Otras eran las circunstancias de los países sujetos a la dependencia neocolonial. En Cuba, la dictadura de Batista aparecía en lo más profundo de una crisis estructural sin salida. Valido del arsenal teórico marxista, del conocimiento profundo de la obra de Martí y del proceso histórico nacional, así como de las características singulares de nuestra sociedad, Fidel había definido los núcleos sustantivos de una estrategia antes de asaltar el cuartel Moncada. 

Entendido en su alcance verdadero, un pasaje de La historia me absolverá mantiene plena vigencia para nosotros y para una izquierda internacional muchas veces desorientada. Su definición de pueblo, omnicomprensiva y en extremo detallada, tiene en cuenta las dinámicas de la historia. Se sitúa en las condiciones específicas que configuran la particularidad de aquel momento concreto.

Aherrojada por la dependencia, la industria nacional no había podido crecer. Los centrales azucareros molían tres meses al año y utilizaban luego una fuerza de trabajo limitada para las reparaciones. Las masas campesinas estaban despojadas de tierra propia. La clase media padecía suma fragilidad, por lo cual los estudiantes se radicalizaron. Fidel supo dotar a tan heterogéneo conjunto de sectores de una plataforma común.
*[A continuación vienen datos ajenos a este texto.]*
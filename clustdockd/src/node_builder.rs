//! Transforms a hypervisor base domain's XML description into a new
//! domain's XML description for one node.

use quick_xml::events::{BytesStart, BytesText, Event};
use quick_xml::reader::Reader;
use quick_xml::writer::Writer;
use std::collections::HashSet;
use std::io::Cursor;

#[derive(Debug, thiserror::Error)]
pub enum BuildXmlError {
    #[error("xml error: {0}")]
    Xml(#[from] quick_xml::Error),
    #[error("xml description has no /domain/{0} element")]
    MissingElement(&'static str),
    #[error("xml description has no primary disk source")]
    MissingDiskSource,
}

/// One bridge attachment to append under `/domain/devices`.
pub struct ExtraIface<'a> {
    pub bridge: &'a str,
}

/// Inputs for [`build_xml`], one per node being materialized.
pub struct XmlTransform<'a> {
    pub name: &'a str,
    pub img_path: &'a str,
    pub extra_ifaces: &'a [ExtraIface<'a>],
    pub mem: Option<u32>,
    pub cpu: Option<u32>,
}

/// Result of the transform: the new domain XML, and the base image path
/// read off the original disk source (callers need this to run
/// `qemu-img create -b <baseimg_path> <img_path>`).
pub struct BuiltXml {
    pub xml: String,
    pub baseimg_path: String,
}

/// Applies, in order: rename `/domain/name`; drop `/domain/uuid`; drop every
/// `/domain/devices/interface/mac`; rewrite the primary disk's `source/@file`
/// to `img_path` (capturing the old value); append one `<interface
/// type="bridge">` per extra interface; replace `/domain/memory` and drop
/// `/domain/currentMemory` when `mem` is set; overwrite `/domain/vcpu`'s text
/// when `cpu` is set.
pub fn build_xml(base_xml: &str, t: &XmlTransform) -> Result<BuiltXml, BuildXmlError> {
    let mut reader = Reader::from_str(base_xml);
    reader.config_mut().trim_text(false);
    let mut writer = Writer::new(Cursor::new(Vec::new()));

    let mut path: Vec<String> = Vec::new();
    let mut baseimg_path: Option<String> = None;
    let mut existing_bridges: HashSet<String> = HashSet::new();
    let mut primary_disk_pending = true;
    let mut in_primary_disk = false;
    let mut rename_name_text = false;
    let mut rewrite_vcpu_text = false;
    // Skip mode: swallow events until the matching End for `target` at the
    // current nesting depth is consumed.
    let mut skip: Option<(&'static str, u32)> = None;

    loop {
        let event = reader.read_event()?;
        if let Event::Eof = event {
            break;
        }

        if let Some((target, depth)) = skip.as_mut() {
            match &event {
                Event::Start(e) if local_name(e) == *target => *depth += 1,
                Event::End(e) if local_name_end(e) == *target => {
                    *depth -= 1;
                    if *depth == 0 {
                        let finished_memory = *target == "memory";
                        skip = None;
                        if finished_memory {
                            if let Some(mem) = t.mem {
                                write_memory(&mut writer, mem)?;
                            }
                        }
                    }
                }
                _ => {}
            }
            continue;
        }

        match &event {
            Event::Start(e) => {
                let name = local_name(e);
                let parent_is_domain = path.last().map(String::as_str) == Some("domain");
                let parent_is_devices = path.last().map(String::as_str) == Some("devices");
                let parent_is_interface = path.last().map(String::as_str) == Some("interface");

                if parent_is_domain && name == "uuid" {
                    skip = Some(("uuid", 1));
                    path.push(name.to_string());
                    continue;
                }
                if parent_is_domain && name == "currentMemory" && t.mem.is_some() {
                    skip = Some(("currentMemory", 1));
                    path.push(name.to_string());
                    continue;
                }
                if parent_is_domain && name == "memory" && t.mem.is_some() {
                    skip = Some(("memory", 1));
                    path.push(name.to_string());
                    continue;
                }
                if parent_is_interface && name == "mac" {
                    skip = Some(("mac", 1));
                    path.push(name.to_string());
                    continue;
                }
                if parent_is_devices && name == "disk" && primary_disk_pending {
                    in_primary_disk = true;
                }
                if parent_is_domain && name == "name" {
                    rename_name_text = true;
                }
                if parent_is_domain && name == "vcpu" && t.cpu.is_some() {
                    rewrite_vcpu_text = true;
                }

                path.push(name.to_string());
                writer.write_event(event.borrow())?;
            }
            Event::Empty(e) => {
                let name = local_name(e);
                let parent_is_disk = path.last().map(String::as_str) == Some("disk");
                if parent_is_disk && in_primary_disk && name == "source" {
                    let (rewritten, old) = rewrite_file_attr(e, &t.img_path)?;
                    baseimg_path = Some(old);
                    writer.write_event(Event::Empty(rewritten))?;
                    continue;
                }
                let parent_is_interface = path.last().map(String::as_str) == Some("interface");
                if parent_is_interface && name == "source" {
                    if let Some(bridge) = attr_value(e, "bridge") {
                        existing_bridges.insert(bridge);
                    }
                }
                writer.write_event(event.borrow())?;
            }
            Event::Text(e) => {
                if rename_name_text {
                    writer.write_event(Event::Text(BytesText::new(t.name)))?;
                    rename_name_text = false;
                    continue;
                }
                if rewrite_vcpu_text {
                    let cpu = t.cpu.expect("rewrite_vcpu_text only set when cpu is Some");
                    writer.write_event(Event::Text(BytesText::new(&cpu.to_string())))?;
                    rewrite_vcpu_text = false;
                    continue;
                }
                writer.write_event(event.borrow())?;
                let _ = e;
            }
            Event::End(e) => {
                let name = local_name_end(e);
                if name == "disk" && in_primary_disk {
                    in_primary_disk = false;
                    primary_disk_pending = false;
                }
                if name == "devices" {
                    for iface in t.extra_ifaces {
                        if !existing_bridges.contains(iface.bridge) {
                            write_interface(&mut writer, iface.bridge)?;
                        }
                    }
                }
                path.pop();
                writer.write_event(event.borrow())?;
            }
            other => {
                writer.write_event(other.borrow())?;
            }
        }
    }

    let baseimg_path = baseimg_path.ok_or(BuildXmlError::MissingDiskSource)?;
    let xml = String::from_utf8(writer.into_inner().into_inner())
        .expect("xml writer only emits input-derived utf8");
    Ok(BuiltXml { xml, baseimg_path })
}

fn local_name(e: &BytesStart) -> String {
    String::from_utf8_lossy(e.local_name().as_ref()).into_owned()
}

fn local_name_end(e: &quick_xml::events::BytesEnd) -> String {
    String::from_utf8_lossy(e.local_name().as_ref()).into_owned()
}

fn attr_value(e: &BytesStart, key: &str) -> Option<String> {
    e.attributes()
        .flatten()
        .find(|a| a.key.as_ref() == key.as_bytes())
        .and_then(|a| a.unescape_value().ok().map(|v| v.into_owned()))
}

fn rewrite_file_attr(
    e: &BytesStart,
    new_file: &str,
) -> Result<(BytesStart<'static>, String), BuildXmlError> {
    let mut new = BytesStart::new(String::from_utf8_lossy(e.name().as_ref()).into_owned());
    let mut old_value = None;
    for attr in e.attributes() {
        let attr = attr?;
        if attr.key.as_ref() == b"file" {
            old_value = Some(attr.unescape_value()?.into_owned());
            new.push_attribute(("file", new_file));
        } else {
            new.push_attribute((
                String::from_utf8_lossy(attr.key.as_ref()).into_owned().as_str(),
                attr.unescape_value()?.into_owned().as_str(),
            ));
        }
    }
    let old_value = old_value.ok_or(BuildXmlError::MissingDiskSource)?;
    Ok((new, old_value))
}

fn write_memory<W: std::io::Write>(writer: &mut Writer<W>, mem: u32) -> Result<(), BuildXmlError> {
    let mut start = BytesStart::new("memory");
    start.push_attribute(("unit", "MB"));
    writer.write_event(Event::Start(start))?;
    writer.write_event(Event::Text(BytesText::new(&mem.to_string())))?;
    writer.write_event(Event::End(quick_xml::events::BytesEnd::new("memory")))?;
    Ok(())
}

fn write_interface<W: std::io::Write>(
    writer: &mut Writer<W>,
    bridge: &str,
) -> Result<(), BuildXmlError> {
    let mut iface = BytesStart::new("interface");
    iface.push_attribute(("type", "bridge"));
    writer.write_event(Event::Start(iface))?;

    let mut source = BytesStart::new("source");
    source.push_attribute(("bridge", bridge));
    writer.write_event(Event::Empty(source))?;

    let mut model = BytesStart::new("model");
    model.push_attribute(("type", "virtio"));
    writer.write_event(Event::Empty(model))?;

    writer.write_event(Event::End(quick_xml::events::BytesEnd::new("interface")))?;
    Ok(())
}

#[cfg(test)]
mod tests {
    use super::*;

    const BASE: &str = r#"<domain type='kvm'>
  <name>base-web</name>
  <uuid>abc-123</uuid>
  <memory unit='KiB'>1048576</memory>
  <currentMemory unit='KiB'>1048576</currentMemory>
  <vcpu placement='static'>1</vcpu>
  <devices>
    <disk type='file' device='disk'>
      <source file='/var/lib/libvirt/images/base-web.qcow2'/>
    </disk>
    <interface type='network'>
      <mac address='52:54:00:aa:bb:cc'/>
      <source network='default'/>
    </interface>
  </devices>
</domain>"#;

    #[test]
    fn renames_strips_and_rewrites_disk() {
        let t = XmlTransform {
            name: "web0",
            img_path: "/var/lib/libvirt/images/web0.qcow2",
            extra_ifaces: &[],
            mem: None,
            cpu: None,
        };
        let built = build_xml(BASE, &t).unwrap();
        assert_eq!(built.baseimg_path, "/var/lib/libvirt/images/base-web.qcow2");
        assert!(built.xml.contains("<name>web0</name>"));
        assert!(!built.xml.contains("<uuid>"));
        assert!(!built.xml.contains("<mac "));
        assert!(built.xml.contains("file=\"/var/lib/libvirt/images/web0.qcow2\""));
    }

    #[test]
    fn appends_extra_interfaces() {
        let t = XmlTransform {
            name: "web0",
            img_path: "/x/web0.qcow2",
            extra_ifaces: &[ExtraIface { bridge: "br0" }],
            mem: None,
            cpu: None,
        };
        let built = build_xml(BASE, &t).unwrap();
        assert!(built.xml.contains("bridge=\"br0\""));
        assert!(built.xml.contains("type=\"virtio\""));
    }

    #[test]
    fn sets_memory_and_drops_current_memory() {
        let t = XmlTransform {
            name: "web0",
            img_path: "/x/web0.qcow2",
            extra_ifaces: &[],
            mem: Some(2048),
            cpu: None,
        };
        let built = build_xml(BASE, &t).unwrap();
        assert!(built.xml.contains("<memory unit=\"MB\">2048</memory>"));
        assert!(!built.xml.contains("currentMemory"));
    }

    #[test]
    fn sets_cpu_text() {
        let t = XmlTransform {
            name: "web0",
            img_path: "/x/web0.qcow2",
            extra_ifaces: &[],
            mem: None,
            cpu: Some(4),
        };
        let built = build_xml(BASE, &t).unwrap();
        assert!(built.xml.contains("<vcpu placement=\"static\">4</vcpu>"));
    }

    #[test]
    fn transform_is_idempotent_on_its_own_output() {
        let t = XmlTransform {
            name: "web0",
            img_path: "/x/web0.qcow2",
            extra_ifaces: &[ExtraIface { bridge: "br0" }],
            mem: Some(2048),
            cpu: Some(2),
        };
        let first = build_xml(BASE, &t).unwrap();
        let second = build_xml(&first.xml, &t).unwrap();
        assert_eq!(first.xml, second.xml);
        assert_eq!(first.xml.matches("<interface").count(), 2);
    }
}
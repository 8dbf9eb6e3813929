use tracing_subscriber::{self, util::SubscriberInitExt, EnvFilter, FmtSubscriber};

/// Install the global tracing subscriber. Level is controlled by `RUST_LOG`;
/// ANSI colors are disabled since clustdockd is typically run under a
/// supervisor that already timestamps and frames log lines.
pub fn setup_logging() {
    FmtSubscriber::builder()
        .with_env_filter(EnvFilter::from_default_env())
        .with_ansi(false)
        .finish()
        .init();
}
//! Per-host, per-kind driver handles, created lazily and reopened whenever
//! a health probe reports the handle dead.
//!
//! Private to one Worker: no cross-worker sharing, so the cache itself
//! needs no internal locking.

use crate::container_driver::ContainerDriver;
use crate::driver::HostDriver;
use crate::hypervisor_driver::HypervisorDriver;
use std::collections::HashMap;
use std::sync::Arc;
use tracing::info;

/// Builds the pair of driver handles for one host. Split out of
/// `ConnectionCache` so a test can swap in mock-backed drivers without a
/// real Docker daemon or libvirt endpoint to discover against.
#[cfg_attr(test, mockall::automock)]
pub trait DriverFactory: Send + Sync {
    fn container(&self, host: &str) -> Arc<dyn HostDriver>;
    fn hypervisor(&self, host: &str) -> Arc<dyn HostDriver>;
}

/// The production [`DriverFactory`]: concrete `ContainerDriver`/
/// `HypervisorDriver` handles talking to the real managed host.
pub struct RealDriverFactory {
    docker_port: u16,
}

impl RealDriverFactory {
    pub fn new(docker_port: u16) -> Self {
        Self { docker_port }
    }
}

impl DriverFactory for RealDriverFactory {
    fn container(&self, host: &str) -> Arc<dyn HostDriver> {
        Arc::new(ContainerDriver::new(host, self.docker_port))
    }

    fn hypervisor(&self, host: &str) -> Arc<dyn HostDriver> {
        Arc::new(HypervisorDriver::new(host))
    }
}

/// One host's pair of driver handles. Both are created together on first
/// touch since neither is expensive to hold — the cost is in the calls made
/// through them, not the handle itself.
struct HostEntry {
    container: Arc<dyn HostDriver>,
    hypervisor: Arc<dyn HostDriver>,
}

pub struct ConnectionCache {
    factory: Arc<dyn DriverFactory>,
    entries: HashMap<String, HostEntry>,
}

impl ConnectionCache {
    pub fn new(factory: Arc<dyn DriverFactory>) -> Self {
        Self {
            factory,
            entries: HashMap::new(),
        }
    }

    fn open(&self, host: &str) -> HostEntry {
        info!(%host, "opening driver handles");
        HostEntry {
            container: self.factory.container(host),
            hypervisor: self.factory.hypervisor(host),
        }
    }

    /// Returns the container driver for `host`, (re)creating it if absent or
    /// if the cached handle's last-known liveness probe failed.
    pub async fn container(&mut self, host: &str) -> Arc<dyn HostDriver> {
        if let Some(entry) = self.entries.get(host) {
            if entry.container.alive().await {
                return entry.container.clone();
            }
            info!(%host, "container driver handle unhealthy, reopening");
        }
        let entry = self.open(host);
        let handle = entry.container.clone();
        self.entries.insert(host.to_string(), entry);
        handle
    }

    /// Returns the hypervisor driver for `host`, with the same lazy-open
    /// and reopen-on-failed-probe behavior as [`Self::container`].
    pub async fn hypervisor(&mut self, host: &str) -> Arc<dyn HostDriver> {
        if let Some(entry) = self.entries.get(host) {
            if entry.hypervisor.alive().await {
                return entry.hypervisor.clone();
            }
            info!(%host, "hypervisor driver handle unhealthy, reopening");
        }
        let entry = self.open(host);
        let handle = entry.hypervisor.clone();
        self.entries.insert(host.to_string(), entry);
        handle
    }
}

#[cfg(test)]
mod tests {
    use super::*;

    #[tokio::test]
    async fn opens_lazily_and_caches_per_host() {
        let mut cache = ConnectionCache::new(Arc::new(RealDriverFactory::new(4243)));
        assert!(cache.entries.is_empty());
        let _ = cache.container("hostA").await;
        assert!(cache.entries.contains_key("hostA"));
    }
}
En el ahora mismo, Cuba y la América Latina toda reclaman un análisis similar. Habrá que tener en cuenta para ello el panorama internacional, los rasgos económicos, sociales y culturales de nuestras repúblicas, así como el rescate de un pensamiento que, a lo largo del siglo XX, se forjó en el estudio de nuestras especificidades y fue elaborando enfoques y métodos de investigación, con inspiración descolonizadora. En ese legado ocupan un lugar muy destacado los textos de Fidel y el Che. A ellos tenemos que volver desde una perspectiva contemporánea.